[Opening INPUT DATA section]
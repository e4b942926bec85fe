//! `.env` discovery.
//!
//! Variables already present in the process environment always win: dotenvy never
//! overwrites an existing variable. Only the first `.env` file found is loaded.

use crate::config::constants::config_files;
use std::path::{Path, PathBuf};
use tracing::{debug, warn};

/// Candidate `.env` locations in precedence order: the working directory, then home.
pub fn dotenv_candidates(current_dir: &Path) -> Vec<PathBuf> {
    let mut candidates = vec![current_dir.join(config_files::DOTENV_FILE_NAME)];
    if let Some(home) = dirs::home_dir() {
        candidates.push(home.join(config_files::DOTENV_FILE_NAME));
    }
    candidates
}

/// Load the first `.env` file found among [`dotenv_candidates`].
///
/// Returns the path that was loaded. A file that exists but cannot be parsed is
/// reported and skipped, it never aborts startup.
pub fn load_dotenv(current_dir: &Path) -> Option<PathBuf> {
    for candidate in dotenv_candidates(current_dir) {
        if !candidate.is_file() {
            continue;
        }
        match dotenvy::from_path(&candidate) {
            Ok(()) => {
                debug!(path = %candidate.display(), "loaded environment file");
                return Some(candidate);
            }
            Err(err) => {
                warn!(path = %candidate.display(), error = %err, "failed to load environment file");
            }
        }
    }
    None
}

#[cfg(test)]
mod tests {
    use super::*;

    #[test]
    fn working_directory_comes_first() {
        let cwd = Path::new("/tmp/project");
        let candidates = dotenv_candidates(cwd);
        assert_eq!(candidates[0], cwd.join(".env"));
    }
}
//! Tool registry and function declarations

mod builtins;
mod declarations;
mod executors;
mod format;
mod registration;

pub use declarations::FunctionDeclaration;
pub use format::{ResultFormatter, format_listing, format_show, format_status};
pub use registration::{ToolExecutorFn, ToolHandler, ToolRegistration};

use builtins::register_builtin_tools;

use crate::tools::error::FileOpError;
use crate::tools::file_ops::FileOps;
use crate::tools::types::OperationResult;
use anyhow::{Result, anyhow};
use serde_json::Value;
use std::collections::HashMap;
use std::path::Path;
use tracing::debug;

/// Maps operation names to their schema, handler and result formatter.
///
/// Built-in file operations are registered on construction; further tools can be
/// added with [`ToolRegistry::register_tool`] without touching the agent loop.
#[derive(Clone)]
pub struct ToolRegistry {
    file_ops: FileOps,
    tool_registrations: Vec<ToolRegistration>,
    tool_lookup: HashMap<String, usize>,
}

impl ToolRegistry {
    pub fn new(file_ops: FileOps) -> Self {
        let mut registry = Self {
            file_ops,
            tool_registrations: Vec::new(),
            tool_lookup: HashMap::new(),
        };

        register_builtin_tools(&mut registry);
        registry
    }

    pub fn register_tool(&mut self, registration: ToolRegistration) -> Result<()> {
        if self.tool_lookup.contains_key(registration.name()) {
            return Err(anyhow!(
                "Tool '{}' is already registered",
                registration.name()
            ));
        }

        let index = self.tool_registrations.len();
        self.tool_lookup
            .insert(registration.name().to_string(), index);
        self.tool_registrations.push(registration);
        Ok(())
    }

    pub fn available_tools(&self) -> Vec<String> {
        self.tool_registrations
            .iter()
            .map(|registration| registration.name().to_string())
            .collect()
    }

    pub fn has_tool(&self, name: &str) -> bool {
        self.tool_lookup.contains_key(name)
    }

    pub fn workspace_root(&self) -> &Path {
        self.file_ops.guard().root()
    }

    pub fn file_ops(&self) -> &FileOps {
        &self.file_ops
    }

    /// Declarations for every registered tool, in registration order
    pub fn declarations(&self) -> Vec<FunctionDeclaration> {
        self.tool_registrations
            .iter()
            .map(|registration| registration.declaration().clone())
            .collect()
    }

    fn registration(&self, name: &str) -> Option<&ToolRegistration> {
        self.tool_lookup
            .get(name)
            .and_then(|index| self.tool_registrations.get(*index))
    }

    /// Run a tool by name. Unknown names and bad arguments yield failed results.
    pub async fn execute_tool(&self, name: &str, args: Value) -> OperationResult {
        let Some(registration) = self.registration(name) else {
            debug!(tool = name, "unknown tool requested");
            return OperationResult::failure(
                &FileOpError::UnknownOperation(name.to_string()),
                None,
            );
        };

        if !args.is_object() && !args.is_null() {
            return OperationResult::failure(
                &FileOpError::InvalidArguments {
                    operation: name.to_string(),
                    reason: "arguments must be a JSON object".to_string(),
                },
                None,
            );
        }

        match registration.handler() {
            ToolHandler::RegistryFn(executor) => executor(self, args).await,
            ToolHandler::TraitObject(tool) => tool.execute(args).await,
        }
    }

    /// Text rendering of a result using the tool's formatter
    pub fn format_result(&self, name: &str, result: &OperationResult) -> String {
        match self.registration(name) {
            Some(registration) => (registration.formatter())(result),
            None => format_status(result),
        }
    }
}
[Closing INPUT DATA section]
■ WORK ORDER:
Above are some records; extract every one of them exactly.

■ EXERCISE OUTPUT:
repository e4b942926bec85fe
//! `.env` discovery.
//!
//! Variables already present in the process environment always win: dotenvy never
//! overwrites an existing variable. Only the first `.env` file found is loaded.

use crate::config::constants::config_files;
use std::path::{Path, PathBuf};
use tracing::{debug, warn};

/// Candidate `.env` locations in precedence order: the working directory, then home.
pub fn dotenv_candidates(current_dir: &Path) -> Vec<PathBuf> {
    let mut candidates = vec![current_dir.join(config_files::DOTENV_FILE_NAME)];
    if let Some(home) = dirs::home_dir() {
        candidates.push(home.join(config_files::DOTENV_FILE_NAME));
    }
    candidates
}

/// Load the first `.env` file found among [`dotenv_candidates`].
///
/// Returns the path that was loaded. A file that exists but cannot be parsed is
/// reported and skipped, it never aborts startup.
pub fn load_dotenv(current_dir: &Path) -> Option<PathBuf> {
    for candidate in dotenv_candidates(current_dir) {
        if !candidate.is_file() {
            continue;
        }
        match dotenvy::from_path(&candidate) {
            Ok(()) => {
                debug!(path = %candidate.display(), "loaded environment file");
                return Some(candidate);
            }
            Err(err) => {
                warn!(path = %candidate.display(), error = %err, "failed to load environment file");
            }
        }
    }
    None
}

#[cfg(test)]
mod tests {
    use super::*;

    #[test]
    fn working_directory_comes_first() {
        let cwd = Path::new("/tmp/project");
        let candidates = dotenv_candidates(cwd);
        assert_eq!(candidates[0], cwd.join(".env"));
    }
}
//! Tool registry and function declarations

mod builtins;
mod declarations;
mod executors;
mod format;
mod registration;

pub use declarations::FunctionDeclaration;
pub use format::{ResultFormatter, format_listing, format_show, format_status};
pub use registration::{ToolExecutorFn, ToolHandler, ToolRegistration};

use builtins::register_builtin_tools;

use crate::tools::error::FileOpError;
use crate::tools::file_ops::FileOps;
use crate::tools::types::OperationResult;
use anyhow::{Result, anyhow};
use serde_json::Value;
use std::collections::HashMap;
use std::path::Path;
use tracing::debug;

/// Maps operation names to their schema, handler and result formatter.
///
/// Built-in file operations are registered on construction; further tools can be
/// added with [`ToolRegistry::register_tool`] without touching the agent loop.
#[derive(Clone)]
pub struct ToolRegistry {
    file_ops: FileOps,
    tool_registrations: Vec<ToolRegistration>,
    tool_lookup: HashMap<String, usize>,
}

impl ToolRegistry {
    pub fn new(file_ops: FileOps) -> Self {
        let mut registry = Self {
            file_ops,
            tool_registrations: Vec::new(),
            tool_lookup: HashMap::new(),
        };

        register_builtin_tools(&mut registry);
        registry
    }

    pub fn register_tool(&mut self, registration: ToolRegistration) -> Result<()> {
        if self.tool_lookup.contains_key(registration.name()) {
            return Err(anyhow!(
                "Tool '{}' is already registered",
                registration.name()
            ));
        }

        let index = self.tool_registrations.len();
        self.tool_lookup
            .insert(registration.name().to_string(), index);
        self.tool_registrations.push(registration);
        Ok(())
    }

    pub fn available_tools(&self) -> Vec<String> {
        self.tool_registrations
            .iter()
            .map(|registration| registration.name().to_string())
            .collect()
    }

    pub fn has_tool(&self, name: &str) -> bool {
        self.tool_lookup.contains_key(name)
    }

    pub fn workspace_root(&self) -> &Path {
        self.file_ops.guard().root()
    }

    pub fn file_ops(&self) -> &FileOps {
        &self.file_ops
    }

    /// Declarations for every registered tool, in registration order
    pub fn declarations(&self) -> Vec<FunctionDeclaration> {
        self.tool_registrations
            .iter()
            .map(|registration| registration.declaration().clone())
            .collect()
    }

    fn registration(&self, name: &str) -> Option<&ToolRegistration> {
        self.tool_lookup
            .get(name)
            .and_then(|index| self.tool_registrations.get(*index))
    }

    /// Run a tool by name. Unknown names and bad arguments yield failed results.
    pub async fn execute_tool(&self, name: &str, args: Value) -> OperationResult {
        let Some(registration) = self.registration(name) else {
            debug!(tool = name, "unknown tool requested");
            return OperationResult::failure(
                &FileOpError::UnknownOperation(name.to_string()),
                None,
            );
        };

        if !args.is_object() && !args.is_null() {
            return OperationResult::failure(
                &FileOpError::InvalidArguments {
                    operation: name.to_string(),
                    reason: "arguments must be a JSON object".to_string(),
                },
                None,
            );
        }

        match registration.handler() {
            ToolHandler::RegistryFn(executor) => executor(self, args).await,
            ToolHandler::TraitObject(tool) => tool.execute(args).await,
        }
    }

    /// Text rendering of a result using the tool's formatter
    pub fn format_result(&self, name: &str, result: &OperationResult) -> String {
        match self.registration(name) {
            Some(registration) => (registration.formatter())(result),
            None => format_status(result),
        }
    }
}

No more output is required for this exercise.